However, it is unclear whether any such changes will be enacted and, if enacted, how soon any such changes could become effective. Additionally, legislation could be enacted that imposes new fees or increases the taxes on oil and natural gas extraction, which could result in increased operating costs and/or reduced demand for our products. The passage of this type of legislation or any other similar changes in U.S. federal income tax laws could eliminate or postpone certain tax deductions that are currently available with respect to crude oil and natural gas exploration and development or could increase costs, and any such change could negatively impact the value of an investment in our Common Stock as well as have a negative effect on our financial condition and results of operations.

 

We may lose key management personnel which could endanger the future success of our crude oil and natural gas operations.

 

Our President and Chief Executive Officer, who is also acting as our interim principal finance and accounting officer, our Chief Operating Officer and our Director of Field Operations, along with three of our directors have substantial experience in the crude oil and natural gas business.

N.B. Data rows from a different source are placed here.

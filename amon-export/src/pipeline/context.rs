use std::collections::{BTreeMap, HashMap};

/// Caches owned by a single export run.
///
/// Each run builds its own instance; nothing here outlives the run.
#[derive(Debug, Default)]
pub struct RunContext {
    /// Meter serial -> metering point identifier, including misses.
    serials: HashMap<String, Option<String>>,
    /// Metering point identifier -> ERP record id.
    metering_points: BTreeMap<String, i64>,
    /// Device identifier -> metering point identifier.
    device_points: BTreeMap<String, String>,
}

impl RunContext {
    pub fn new() -> Self {
        Self::default()
    }

    /// `None` when the serial was never looked up, `Some(None)` when the
    /// lookup found no metering point.
    pub fn cached_serial(&self, serial: &str) -> Option<Option<&str>> {
        self.serials.get(serial).map(|mp| mp.as_deref())
    }

    pub fn remember_serial(&mut self, serial: &str, metering_point: Option<(String, i64)>) {
        let uuid = metering_point.map(|(uuid, record_id)| {
            self.metering_points.insert(uuid.clone(), record_id);
            uuid
        });
        self.serials.insert(serial.to_string(), uuid);
    }

    pub fn link_device(&mut self, device_id: &str, metering_point_id: &str) {
        self.device_points
            .insert(device_id.to_string(), metering_point_id.to_string());
    }

    pub fn device_point(&self, device_id: &str) -> Option<&str> {
        self.device_points.get(device_id).map(String::as_str)
    }

    pub fn metering_point_record(&self, metering_point_id: &str) -> Option<i64> {
        self.metering_points.get(metering_point_id).copied()
    }

    pub fn metering_point_ids(&self) -> Vec<String> {
        self.metering_points.keys().cloned().collect()
    }

    pub fn metering_point_records(&self) -> Vec<i64> {
        self.metering_points.values().copied().collect()
    }

    pub fn device_ids(&self) -> Vec<String> {
        self.device_points.keys().cloned().collect()
    }
}

/// Partners whose records must be exported after the contracts that
/// reference them. First-seen order, no duplicates.
#[derive(Debug, Default, Clone, PartialEq)]
pub struct PartnerIds(Vec<i64>);

impl PartnerIds {
    pub fn new() -> Self {
        Self::default()
    }

    pub fn register(&mut self, partner_id: i64) {
        if !self.0.contains(&partner_id) {
            self.0.push(partner_id);
        }
    }

    pub fn as_slice(&self) -> &[i64] {
        &self.0
    }
}
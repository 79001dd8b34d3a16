use erp_client::{
    domain::{Contract, ContractVersion},
    BackOffice,
};
use serde_json::{json, Value};

use super::{finish, record_assembled, AssembleOptions};
use crate::identifiers::Model;
use crate::pipeline::{PartnerIds, PipelineError};
use crate::transform::to_epoch_seconds;

/// Contracted power in watts, from the ERP's kW figure.
pub fn power_watts(kw: f64) -> i64 {
    (kw * 1000.0).round() as i64
}

pub fn contract_payload(contract: &Contract, version: &ContractVersion) -> Value {
    json!({
        "id": Model::Contract.id_for(&contract.name),
        "ownerId": Model::Partner.id_for(version.owner_id),
        "payerId": Model::Partner.id_for(version.payer_id),
        "version": version.name,
        "start": to_epoch_seconds(version.start),
        "end": to_epoch_seconds(version.end),
        "tariffId": version.tariff,
        "power": power_watts(version.power),
        "activityCode": version.activity_code,
        "meteringPointId": Model::MeteringPoint.id_for(&version.cups),
    })
}

/// Exports each contract as of its active version, or as of
/// `options.contract_version` when given. The owner of every exported
/// contract is registered in `partners`.
pub async fn assemble_contracts<B>(
    backoffice: &B,
    contract_ids: &[i64],
    partners: &mut PartnerIds,
    options: &AssembleOptions,
) -> Result<Vec<Value>, PipelineError>
where
    B: BackOffice + ?Sized,
{
    let mut out = Vec::with_capacity(contract_ids.len());

    for &id in contract_ids {
        let contract = backoffice.contract(id).await?;
        let Some(version_id) = options.contract_version.or(contract.active_version_id) else {
            tracing::warn!(contract = %contract.name, "contract has no active version, skipping");
            continue;
        };
        let version = backoffice.contract_version(version_id).await?;

        partners.register(version.owner_id);
        out.push(finish(contract_payload(&contract, &version), options.mode));
    }

    record_assembled("contracts", out.len());
    Ok(out)
}
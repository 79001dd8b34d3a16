//! Field-level conversions from back-office values to exchange primitives.

pub mod prune;

pub use prune::{prune, prune_with, EmptyObjects};

use erp_client::domain::MeteringPoint;
use time::{
    format_description::{well_known::Rfc3339, FormatItem},
    macros::format_description,
    Date, Duration, OffsetDateTime, PrimitiveDateTime, UtcOffset,
};
use time_tz::{timezones, OffsetResult, PrimitiveDateTimeExt, Tz};

use crate::pipeline::PipelineError;

pub fn resolve_time_zone(name: &str) -> Result<&'static Tz, PipelineError> {
    timezones::get_by_name(name).ok_or_else(|| PipelineError::UnknownTimeZone(name.to_string()))
}

const WIRE_FORMAT: &[FormatItem<'static>] =
    format_description!("[year]-[month]-[day]T[hour]:[minute]:[second]Z");
const WALL_CLOCK: &[FormatItem<'static>] =
    format_description!("[year]-[month]-[day] [hour]:[minute]:[second]");
const WALL_CLOCK_T: &[FormatItem<'static>] =
    format_description!("[year]-[month]-[day]T[hour]:[minute]:[second]");

/// Convert a wall-clock timestamp in `tz` to `YYYY-MM-DDTHH:MM:SSZ`.
///
/// Input already in that form is returned unchanged. Any other RFC 3339
/// string carries its own offset and is re-expressed in UTC, whole seconds.
/// Otherwise the input must be `YYYY-MM-DD HH:MM:SS` (a `T` separator is
/// accepted too). Ambiguous wall-clock times at the end of daylight saving
/// resolve to standard time; times skipped by the spring transition take
/// the offset in force just before it.
pub fn to_utc_iso_timestamp(raw: &str, tz: &Tz) -> Result<String, PipelineError> {
    let raw = raw.trim();
    let invalid = || PipelineError::InvalidTimestamp(raw.to_string());

    let instant = match OffsetDateTime::parse(raw, &Rfc3339) {
        Ok(instant) => instant,
        Err(_) => {
            let local = PrimitiveDateTime::parse(raw, WALL_CLOCK)
                .or_else(|_| PrimitiveDateTime::parse(raw, WALL_CLOCK_T))
                .map_err(|_| invalid())?;
            localize(local, tz).ok_or_else(invalid)?
        }
    };

    instant
        .to_offset(UtcOffset::UTC)
        .format(WIRE_FORMAT)
        .map_err(|_| invalid())
}

fn localize(local: PrimitiveDateTime, tz: &Tz) -> Option<OffsetDateTime> {
    match local.assume_timezone(tz) {
        OffsetResult::Some(dt) => Some(dt),
        // Standard time has the smaller offset, hence the later instant.
        OffsetResult::Ambiguous(a, b) => Some(if a > b { a } else { b }),
        OffsetResult::None => match (local - Duration::HOUR).assume_timezone(tz) {
            OffsetResult::Some(dt) | OffsetResult::Ambiguous(dt, _) => Some(dt + Duration::HOUR),
            OffsetResult::None => None,
        },
    }
}

/// Seconds since the Unix epoch of `date` at 00:00 UTC.
pub fn to_epoch_seconds(date: Option<Date>) -> Option<i64> {
    date.map(|d| d.midnight().assume_utc().unix_timestamp())
}

/// Unit prefix for a magnitude scale code.
pub fn unit_prefix(scale: &str) -> Result<&'static str, PipelineError> {
    match scale.trim() {
        "1" => Ok(""),
        "1000" => Ok("k"),
        other => Err(PipelineError::UnknownScale(other.to_string())),
    }
}

/// Meter serial embedded in a device name: the three-character brand
/// prefix is dropped, then the zero padding.
pub fn device_serial(device_name: &str) -> &str {
    let start = device_name
        .char_indices()
        .nth(3)
        .map(|(idx, _)| idx)
        .unwrap_or(device_name.len());
    device_name[start..].trim_start_matches('0')
}

/// The pieces a postal street line is built from.
#[derive(Debug, Clone, Copy, Default)]
pub struct AddressParts<'a> {
    pub cpo: Option<&'a str>,
    pub cpa: Option<&'a str>,
    pub street_type: Option<&'a str>,
    pub street_name: Option<&'a str>,
    pub number: Option<&'a str>,
    pub staircase: Option<&'a str>,
    pub floor: Option<&'a str>,
    pub door: Option<&'a str>,
}

impl<'a> From<&'a MeteringPoint> for AddressParts<'a> {
    fn from(mp: &'a MeteringPoint) -> Self {
        AddressParts {
            cpo: mp.cpo.as_deref(),
            cpa: mp.cpa.as_deref(),
            street_type: mp.street_type.as_deref(),
            street_name: mp.street_name.as_deref(),
            number: mp.number.as_deref(),
            staircase: mp.staircase.as_deref(),
            floor: mp.floor.as_deref(),
            door: mp.door.as_deref(),
        }
    }
}

fn present(value: Option<&str>) -> Option<&str> {
    value.map(str::trim).filter(|v| !v.is_empty())
}

/// Street line, e.g. `"Calle Mayor, número 12, planta 3"`.
///
/// Rural addresses identified by polygon/parcel (`CPO`/`CPA`) replace the
/// street entirely.
pub fn assemble_street_address(parts: &AddressParts<'_>) -> String {
    let cpo = present(parts.cpo);
    let cpa = present(parts.cpa);
    if cpo.is_some() || cpa.is_some() {
        return format!("CPO {} CPA {}", cpo.unwrap_or(""), cpa.unwrap_or(""))
            .trim_end()
            .to_string();
    }

    let mut segments = Vec::with_capacity(5);

    let street = [parts.street_type, parts.street_name]
        .into_iter()
        .filter_map(present)
        .collect::<Vec<_>>()
        .join(" ");
    if !street.is_empty() {
        segments.push(street);
    }

    let labelled = [
        ("número", parts.number),
        ("escalera", parts.staircase),
        ("planta", parts.floor),
        ("puerta", parts.door),
    ];
    for (label, value) in labelled {
        if let Some(v) = present(value) {
            segments.push(format!("{label} {v}"));
        }
    }

    segments.join(", ")
}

The loss of any of these individuals could adversely affect our business. If one or more members of our management team dies, becomes disabled or voluntarily terminates employment with us, there is no assurance that a suitable or comparable substitute will be found.

 

A terrorist attack, anti-terrorist efforts or other armed conflict could adversely affect our business by decreasing our revenues and increasing our costs.

 

A terrorist attack, anti-terrorist efforts or other armed conflict involving the United States may adversely affect the United States and global economies and could prevent us from meeting our financial and other obligations. If any of these events occur or escalate, the resulting political instability and societal disruption could reduce overall demand for crude oil and natural gas, potentially putting downward pressure on demand for our services and causing a decrease in our revenues. Crude oil and natural gas related facilities could be direct targets of terrorist attacks, and our operations could be adversely impacted if significant infrastructure or facilities used for the production, transportation, processing or marketing of crude oil and natural gas production are destroyed or damaged. Costs for insurance and other security may increase as a result of these threats, and some insurance coverage may become more difficult to obtain, if available at all.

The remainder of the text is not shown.